On voit Malraux raconter à sa façon mensongère et grotesque (« de Lattre avec son air de lapin frileux ») sa défense de Strasbourg, et le père Bockel, ex-aumônier de la brigade Alsace-Lorraine, décrire sur un ton flagorneur, onctueux et compassé, Malraux « debout à la lisière d’un bois » sous la mitraille, « sans aucune haine pour l’ennemi ».

Une superbe affabulation est à ajouter au florilège : « De Gaulle aurait dit en serrant la main de Malraux sur un champ de bataille dans les neiges d’Alsace, reprenant à son compte le mot de Napoléon au sujet de Goethe : " Enfin, voilà un homme" »

Vous croyiez que devenir ministre était aller à la soupe ? Claude Mauriac a une autre appréciation : « C’était un choix d’un courage absolument extraordinaire puisqu’il eût été, de par son œuvre, sa gloire, la légende de l’Espagne, la Brigade Alsace-Lorraine… il aurait été le chef, euh… le leader incontesté de la gauche intellectuelle, et voilà qu’il choisit ce qui pour tout le monde est la droite… » On notera que pour lui, Claude Mauriac, de Gaulle n'est pas la droite.

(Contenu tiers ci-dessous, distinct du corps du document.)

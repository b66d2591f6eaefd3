//! TUI module for powerchord
//!
//! Keyboard pads, transport controls and the live displays.

mod keys;
mod pads;
mod spectrum;
mod tracks;
mod transport;

use std::collections::HashMap;
use std::path::PathBuf;
use std::time::{Duration, Instant};

use color_eyre::eyre::Result as EyreResult;
use crossterm::event::{self, Event, KeyCode, KeyEventKind};
use ratatui::{
    layout::{Constraint, Direction, Layout},
    style::{Color, Style},
    widgets::Paragraph,
    DefaultTerminal, Frame,
};
use rtrb::Consumer;
use tracing::warn;

use powerchord::{
    dsp::analysis::SpectrumAnalyzer,
    engine::{AudioHost, LiveHost},
    preset::Instrument,
    sequencer::{Role, SUPPORTED_BARS},
    session::{PadHandle, PointerId, Session},
    Result,
};

use keys::{pad_for_key, Command};
use pads::render_pads;
use spectrum::{render_level, render_spectrum};
use tracks::render_tracks;
use transport::render_transport;

/// Samples analysed per spectrum frame
const FFT_SIZE: usize = 2048;

/// Terminals only report key presses, so a pad is let go this long after
/// the last press or auto-repeat of its key.
const KEY_HOLD: Duration = Duration::from_millis(120);

struct HeldKey {
    handle: PadHandle,
    until: Instant,
}

/// UI application state
pub struct UiApp {
    session: Session<LiveHost>,
    /// Mono output tap from the audio thread
    scope_rx: Consumer<f32>,
    scope: Vec<f32>,
    spectrum: SpectrumAnalyzer,
    held: HashMap<usize, HeldKey>,
    poll_interval: Duration,
    last_tick: Instant,
    bounce_dir: PathBuf,
    message: Option<String>,
    should_quit: bool,
}

impl UiApp {
    pub fn new(
        session: Session<LiveHost>,
        scope_rx: Consumer<f32>,
        sample_rate: f32,
        bounce_dir: PathBuf,
    ) -> Self {
        let poll_interval = Duration::from_secs_f64(session.scheduler_config().poll_interval_seconds);
        Self {
            session,
            scope_rx,
            scope: vec![0.0; FFT_SIZE],
            spectrum: SpectrumAnalyzer::new(FFT_SIZE, sample_rate, 0.6),
            held: HashMap::new(),
            poll_interval,
            last_tick: Instant::now(),
            bounce_dir,
            message: None,
            should_quit: false,
        }
    }

    /// Run the UI event loop. The session is ticked from here, so the
    /// keyboard poll timeout is kept below the scheduler interval.
    pub fn run(&mut self, terminal: &mut DefaultTerminal) -> EyreResult<()> {
        while !self.should_quit {
            if self.last_tick.elapsed() >= self.poll_interval {
                self.last_tick = Instant::now();
                self.session.tick();
            }
            self.release_expired();
            self.poll_scope();

            terminal.draw(|frame| self.render(frame))?;

            if event::poll(Duration::from_millis(10))? {
                if let Event::Key(key) = event::read()? {
                    if key.kind == KeyEventKind::Press {
                        self.handle_key(key.code);
                    }
                }
            }
        }

        stop_on_quit(&mut self.session);
        Ok(())
    }

    fn poll_scope(&mut self) {
        let mut fresh = 0;
        while let Ok(sample) = self.scope_rx.pop() {
            self.scope.push(sample);
            fresh += 1;
        }
        if self.scope.len() > FFT_SIZE {
            let excess = self.scope.len() - FFT_SIZE;
            self.scope.drain(0..excess);
        }
        if fresh > 0 {
            self.spectrum.update(&self.scope);
        }
    }

    fn handle_key(&mut self, code: KeyCode) {
        if let Some(pad) = pad_for_key(code) {
            self.press_pad(pad);
            return;
        }
        let Some(command) = Command::from_key(code) else {
            return;
        };
        if let Err(err) = self.run_command(command) {
            warn!(?command, %err, "command failed");
            self.message = Some(err.to_string());
        }
    }

    fn press_pad(&mut self, pad: usize) {
        let until = Instant::now() + KEY_HOLD;
        if let Some(held) = self.held.get_mut(&pad) {
            held.until = until;
            return;
        }
        match self.session.on_pad_press(pad, PointerId(pad as u64)) {
            Ok(handle) => {
                self.held.insert(pad, HeldKey { handle, until });
            }
            Err(err) => self.message = Some(err.to_string()),
        }
    }

    fn release_expired(&mut self) {
        let now = Instant::now();
        let expired: Vec<usize> = self
            .held
            .iter()
            .filter(|(_, held)| held.until <= now)
            .map(|(&pad, _)| pad)
            .collect();
        for pad in expired {
            if let Some(held) = self.held.remove(&pad) {
                if let Err(err) = self.session.on_pad_release(held.handle) {
                    self.message = Some(err.to_string());
                }
            }
        }
    }

    fn run_command(&mut self, command: Command) -> Result<()> {
        self.message = None;
        let session = &mut self.session;
        match command {
            Command::Quit => self.should_quit = true,
            Command::PlayStop => {
                if session.transport().is_playing() {
                    session.stop_transport()?;
                } else {
                    session.start_transport()?;
                }
            }
            Command::Record => {
                session.toggle_record()?;
            }
            Command::Panic => session.panic()?,
            Command::Bounce => {
                let path = session.bounce(&self.bounce_dir)?;
                self.message = Some(format!("bounced to {}", path.display()));
            }
            Command::KeyStep(steps) => {
                let key = session.key().step_fifths(steps);
                session.set_key(key);
            }
            Command::Tempo(delta) => {
                let bpm = session.transport().bpm() + delta;
                session.set_bpm(bpm);
            }
            Command::Bars(index) => {
                if let Some(&bars) = SUPPORTED_BARS.get(index) {
                    session.set_bar_count(bars)?;
                }
            }
            Command::ArmNext => {
                session.arm_next_track();
            }
            Command::AddTrack => {
                let track = session.add_track(None);
                session.arm_track(track)?;
            }
            Command::CycleRole => {
                if let Some(track) = session.store().armed_track() {
                    let (id, role) = (track.id(), track.role());
                    let next = Role::ALL
                        .iter()
                        .position(|&r| r == role)
                        .map_or(0, |i| (i + 1) % Role::ALL.len());
                    session.set_track_role(id, Role::ALL[next])?;
                }
            }
            Command::CycleInstrument => {
                if let Some(track) = session.store().armed_track() {
                    let id = track.id();
                    let next = next_instrument(track.instrument());
                    session.set_track_instrument(id, next)?;
                }
            }
            Command::ToggleStrum => {
                if let Some(track) = session.store().armed_track() {
                    let (id, strum) = (track.id(), track.strum());
                    session.set_track_strum(id, !strum)?;
                }
            }
            Command::ToggleMute => {
                if let Some(id) = session.store().armed() {
                    session.toggle_mute(id)?;
                }
            }
            Command::ClearTrack => {
                if let Some(id) = session.store().armed() {
                    session.clear_track(id)?;
                }
            }
            Command::ClearAll => session.clear_all(),
            Command::Pattern(pattern) => {
                session.apply_drum_pattern(pattern)?;
            }
            Command::Reverb(delta) => {
                let level = session.reverb_level() + delta;
                session.set_reverb_level(level)?;
            }
            Command::SafeMode => {
                let safe = !session.is_safe_mode();
                session.set_safe_mode(safe);
            }
            Command::MicMonitor => {
                let on = !session.mic_monitor();
                session.set_mic_monitor(on);
            }
        }
        Ok(())
    }

    fn render(&self, frame: &mut Frame) {
        let area = frame.area();
        let status = self.session.status();

        let chunks = Layout::default()
            .direction(Direction::Vertical)
            .constraints([
                Constraint::Length(3),  // Transport bar
                Constraint::Min(8),     // Tracks and pads
                Constraint::Length(3),  // Level meter
                Constraint::Length(10), // Spectrum
                Constraint::Length(1),  // Help / message
            ])
            .split(area);

        render_transport(frame, chunks[0], &status, self.session.reverb_level());

        let middle = Layout::default()
            .direction(Direction::Horizontal)
            .constraints([Constraint::Percentage(45), Constraint::Percentage(55)])
            .split(chunks[1]);
        render_tracks(frame, middle[0], self.session.store(), &status);
        render_pads(frame, middle[1], &self.session);

        render_level(frame, chunks[2], status.level_db);
        render_spectrum(frame, chunks[3], self.spectrum.data());

        let (text, color) = match &self.message {
            Some(message) => (format!(" {message}"), Color::Yellow),
            None => (keys::HELP.to_string(), Color::DarkGray),
        };
        frame.render_widget(
            Paragraph::new(text).style(Style::default().fg(color)),
            chunks[4],
        );
    }
}

/// Stop playback on the way out. A failure is logged; quitting goes ahead.
fn stop_on_quit<H: AudioHost>(session: &mut Session<H>) {
    if let Err(err) = session.stop_transport() {
        warn!(%err, "failed to stop transport on quit");
    }
}

/// Next instrument a chord track can play, wrapping around.
fn next_instrument(current: Instrument) -> Instrument {
    let melodic: Vec<Instrument> = Instrument::ALL
        .into_iter()
        .filter(|i| !matches!(i, Instrument::DrumKit | Instrument::Microphone))
        .collect();
    let next = melodic
        .iter()
        .position(|&i| i == current)
        .map_or(0, |i| (i + 1) % melodic.len());
    melodic[next]
}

Daniel Rondeau enfonce le clou : « Malraux est couvert de boue par l’intelligentsia. Il fait sa traversée du désert sous les ors du pouvoir sans renoncer à mener les Français par les songes. » C’est beau, hein ? Une autre ! : « Il s’emploie comme toujours à nier le néant de l’homme, même devant les puissants. »

Clara est là, qui avoue, s’agissant du vol de pierres sculptées sur le temple khmer de Banteay Srei : « nous avions très bonne conscience ». Elle n’a d’ailleurs toujours pas de remords.

Et puis Roger Nimier, cité par Rondeau : « Il n’est ni un maître ni un exemple, mais il nous remplace. »

Et puis Christian Jambet, qu’on entend vaticiner sur Malraux et la Révolution, la Nation…

Et puis Paul Nothomb bien sûr, dans ses mensonges habituels.

Et puis sont appelés à la rescousse Lawrence, Barrès, Mao, Napoléon, Victor Hugo, Nehru …

 

Pauvres lycéens ! Je vous plains. Et pauvres Bosniaques ! L’introduction et la fin du film sont en effet des images de ruines de Sarajevo tandis que le commentaire dit « Qu’avait-il de plus que ceux qui dans notre pays savent écrire des livres, pour que quelques hommes et quelques femmes [à Sarajevo], parmi ceux qui croyaient encore à l’esprit, placent leur existence sous la protection d’une icône qui avait son visage. » Ce qu’il avait de plus : la prétention, le culot, et l’absence de scrupules. En cela il est un maître pour Winock, Rondeau, Sollers,… et tous ces arrivistes et opportunistes dont les dents raient nos parquets.